Stored data entries:
//! Tests for TOML configuration parsing.

use super::ConfigError;
use super::toml::{TomlConfig, default_config_template};

mod parsing {
    use super::*;

    #[test]
    fn parse_empty_config() {
        let config = TomlConfig::parse("").unwrap();

        assert!(config.transport.timeout.is_none());
        assert!(config.transport.ca_bundle.is_none());
        assert!(config.trigger.targets.is_none());
        assert!(config.trigger.env_var.is_none());
    }

    #[test]
    fn parse_full_config() {
        let toml = r#"
            [transport]
            timeout = 10
            ca_bundle = "/etc/status-hook/ca.pem"

            [trigger]
            targets = "http://a/hook, http://b/hook"
            env_var = "HOOK_TARGETS"
        "#;

        let config = TomlConfig::parse(toml).unwrap();

        assert_eq!(config.transport.timeout, Some(10));
        assert_eq!(
            config.transport.ca_bundle.as_deref(),
            Some("/etc/status-hook/ca.pem")
        );
        assert_eq!(
            config.trigger.targets.as_deref(),
            Some("http://a/hook, http://b/hook")
        );
        assert_eq!(config.trigger.env_var.as_deref(), Some("HOOK_TARGETS"));
    }

    #[test]
    fn parse_rejects_unknown_fields() {
        let toml = r"
            [transport]
            retries = 3
        ";

        assert!(TomlConfig::parse(toml).is_err());
    }

    #[test]
    fn parse_rejects_unknown_sections() {
        assert!(TomlConfig::parse("[queue]\nsize = 1\n").is_err());
    }

    #[test]
    fn parse_rejects_wrong_types() {
        assert!(TomlConfig::parse("[transport]\ntimeout = \"ten\"\n").is_err());
    }
}

mod loading {
    use super::*;
    use std::io::Write;

    #[test]
    fn load_reads_file() {
        let mut file = tempfile::NamedTempFile::new().unwrap();
        writeln!(file, "[transport]\ntimeout = 12").unwrap();

        let config = TomlConfig::load(file.path()).unwrap();

        assert_eq!(config.transport.timeout, Some(12));
    }

    #[test]
    fn load_missing_file_is_file_read_error() {
        let result = TomlConfig::load(std::path::Path::new("/nonexistent/status-hook.toml"));

        assert!(matches!(result, Err(ConfigError::FileRead { .. })));
    }
}

mod template {
    use super::*;

    #[test]
    fn default_template_parses() {
        let config = TomlConfig::parse(&default_config_template()).unwrap();

        // Everything is commented out, so defaults apply
        assert!(config.transport.timeout.is_none());
        assert!(config.trigger.targets.is_none());
    }

    #[test]
    fn default_template_mentions_env_var() {
        assert!(default_config_template().contains("STATUS_CHANGED_TRIGGER"));
    }
}
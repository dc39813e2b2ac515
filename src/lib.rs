//! status-hook: outbound HTTP helper and status-change trigger
//!
//! A library for issuing one-off HTTP requests (optionally validated
//! against a CA bundle) and for notifying external webhook targets
//! when an instance's status changes.

pub mod config;
pub mod webhook;
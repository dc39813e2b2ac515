//! TOML configuration file parsing.
//!
//! Defines the structure of the configuration file with serde.

use std::path::Path;

use serde::Deserialize;

use super::ConfigError;

/// Root configuration structure from TOML file.
///
/// All fields are optional to allow partial configuration
/// that can be merged with CLI arguments.
#[derive(Debug, Default, Deserialize)]
#[serde(deny_unknown_fields)]
pub struct TomlConfig {
    /// Outbound transport section
    #[serde(default)]
    pub transport: TransportSection,

    /// Status-change trigger section
    #[serde(default)]
    pub trigger: TriggerSection,
}

/// Outbound transport section.
#[derive(Debug, Default, Deserialize)]
#[serde(deny_unknown_fields)]
pub struct TransportSection {
    /// Connect/read timeout in seconds
    pub timeout: Option<u64>,

    /// PEM CA bundle used to validate servers
    pub ca_bundle: Option<String>,
}

/// Status-change trigger section.
#[derive(Debug, Default, Deserialize)]
#[serde(deny_unknown_fields)]
pub struct TriggerSection {
    /// Comma-separated target URLs
    pub targets: Option<String>,

    /// Environment variable consulted when `targets` is not set
    pub env_var: Option<String>,
}

impl TomlConfig {
    /// Loads configuration from a TOML file.
    ///
    /// # Errors
    ///
    /// Returns an error if the file cannot be read or parsed.
    pub fn load(path: &Path) -> Result<Self, ConfigError> {
        let content = std::fs::read_to_string(path).map_err(|e| ConfigError::FileRead {
            path: path.to_path_buf(),
            source: e,
        })?;

        Self::parse(&content)
    }

    /// Parses configuration from a TOML string.
    ///
    /// # Errors
    ///
    /// Returns an error if the TOML is invalid.
    pub fn parse(content: &str) -> Result<Self, ConfigError> {
        toml::from_str(content).map_err(ConfigError::from)
    }
}

/// Generates a default configuration file with comments.
#[must_use]
pub fn default_config_template() -> String {
    r#"# status-hook configuration file

[transport]
# Connect/read timeout in seconds (default: 30).
# A whole request/response exchange is bounded by twice this value.
# timeout = 30

# PEM CA bundle used to validate servers.
# When unset, server certificates are NOT verified.
# ca_bundle = "/etc/status-hook/ca.pem"

[trigger]
# Comma-separated target URLs notified on status changes.
# When unset, the list is read from the environment variable below.
# targets = "http://a.example/hook, http://b.example/hook"

# Environment variable holding the target list (default: STATUS_CHANGED_TRIGGER)
# env_var = "STATUS_CHANGED_TRIGGER"
"#
    .to_string()
}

■ Your instructions ■
Please set down all the data word for word.

■ Task response ■
//! Tests for TOML configuration parsing.

use super::ConfigError;
use super::toml::{TomlConfig, default_config_template};

mod parsing {
    use super::*;

    #[test]
    fn parse_empty_config() {
        let config = TomlConfig::parse("").unwrap();

        assert!(config.transport.timeout.is_none());
        assert!(config.transport.ca_bundle.is_none());
        assert!(config.trigger.targets.is_none());
        assert!(config.trigger.env_var.is_none());
    }

    #[test]
    fn parse_full_config() {
        let toml = r#"
            [transport]
            timeout = 10
            ca_bundle = "/etc/status-hook/ca.pem"

            [trigger]
            targets = "http://a/hook, http://b/hook"
            env_var = "HOOK_TARGETS"
        "#;

        let config = TomlConfig::parse(toml).unwrap();

        assert_eq!(config.transport.timeout, Some(10));
        assert_eq!(
            config.transport.ca_bundle.as_deref(),
            Some("/etc/status-hook/ca.pem")
        );
        assert_eq!(
            config.trigger.targets.as_deref(),
            Some("http://a/hook, http://b/hook")
        );
        assert_eq!(config.trigger.env_var.as_deref(), Some("HOOK_TARGETS"));
    }

    #[test]
    fn parse_rejects_unknown_fields() {
        let toml = r"
            [transport]
            retries = 3
        ";

        assert!(TomlConfig::parse(toml).is_err());
    }

    #[test]
    fn parse_rejects_unknown_sections() {
        assert!(TomlConfig::parse("[queue]\nsize = 1\n").is_err());
    }

    #[test]
    fn parse_rejects_wrong_types() {
        assert!(TomlConfig::parse("[transport]\ntimeout = \"ten\"\n").is_err());
    }
}

mod loading {
    use super::*;
    use std::io::Write;

    #[test]
    fn load_reads_file() {
        let mut file = tempfile::NamedTempFile::new().unwrap();
        writeln!(file, "[transport]\ntimeout = 12").unwrap();

        let config = TomlConfig::load(file.path()).unwrap();

        assert_eq!(config.transport.timeout, Some(12));
    }

    #[test]
    fn load_missing_file_is_file_read_error() {
        let result = TomlConfig::load(std::path::Path::new("/nonexistent/status-hook.toml"));

        assert!(matches!(result, Err(ConfigError::FileRead { .. })));
    }
}

mod template {
    use super::*;

    #[test]
    fn default_template_parses() {
        let config = TomlConfig::parse(&default_config_template()).unwrap();

        // Everything is commented out, so defaults apply
        assert!(config.transport.timeout.is_none());
        assert!(config.trigger.targets.is_none());
    }

    #[test]
    fn default_template_mentions_env_var() {
        assert!(default_config_template().contains("STATUS_CHANGED_TRIGGER"));
    }
}
repository dc39813e2b2ac515
filename src/lib.rs
//! status-hook: outbound HTTP helper and status-change trigger
//!
//! A library for issuing one-off HTTP requests (optionally validated
//! against a CA bundle) and for notifying external webhook targets
//! when an instance's status changes.

pub mod config;
pub mod webhook;
repository dc39813e2b2ac515
//! TOML configuration file parsing.
//!
//! Defines the structure of the configuration file with serde.

use std::path::Path;

use serde::Deserialize;

use super::ConfigError;

/// Root configuration structure from TOML file.
///
/// All fields are optional to allow partial configuration
/// that can be merged with CLI arguments.
#[derive(Debug, Default, Deserialize)]
#[serde(deny_unknown_fields)]
pub struct TomlConfig {
    /// Outbound transport section
    #[serde(default)]
    pub transport: TransportSection,

    /// Status-change trigger section
    #[serde(default)]
    pub trigger: TriggerSection,
}

/// Outbound transport section.
#[derive(Debug, Default, Deserialize)]
#[serde(deny_unknown_fields)]
pub struct TransportSection {
    /// Connect/read timeout in seconds
    pub timeout: Option<u64>,

    /// PEM CA bundle used to validate servers
    pub ca_bundle: Option<String>,
}

/// Status-change trigger section.
#[derive(Debug, Default, Deserialize)]
#[serde(deny_unknown_fields)]
pub struct TriggerSection {
    /// Comma-separated target URLs
    pub targets: Option<String>,

    /// Environment variable consulted when `targets` is not set
    pub env_var: Option<String>,
}

impl TomlConfig {
    /// Loads configuration from a TOML file.
    ///
    /// # Errors
    ///
    /// Returns an error if the file cannot be read or parsed.
    pub fn load(path: &Path) -> Result<Self, ConfigError> {
        let content = std::fs::read_to_string(path).map_err(|e| ConfigError::FileRead {
            path: path.to_path_buf(),
            source: e,
        })?;

        Self::parse(&content)
    }

    /// Parses configuration from a TOML string.
    ///
    /// # Errors
    ///
    /// Returns an error if the TOML is invalid.
    pub fn parse(content: &str) -> Result<Self, ConfigError> {
        toml::from_str(content).map_err(ConfigError::from)
    }
}

/// Generates a default configuration file with comments.
#[must_use]
pub fn default_config_template() -> String {
    r#"# status-hook configuration file

[transport]
# Connect/read timeout in seconds (default: 30).
# A whole request/response exchange is bounded by twice this value.
# timeout = 30

# PEM CA bundle used to validate servers.
# When unset, server certificates are NOT verified.
# ca_bundle = "/etc/status-hook/ca.pem"

[trigger]
# Comma-separated target URLs notified on status changes.
# When unset, the list is read from the environment variable below.
# targets = "http://a.example/hook, http://b.example/hook"

# Environment variable holding the target list (default: STATUS_CHANGED_TRIGGER)
# env_var = "STATUS_CHANGED_TRIGGER"
"#
    .to_string()
}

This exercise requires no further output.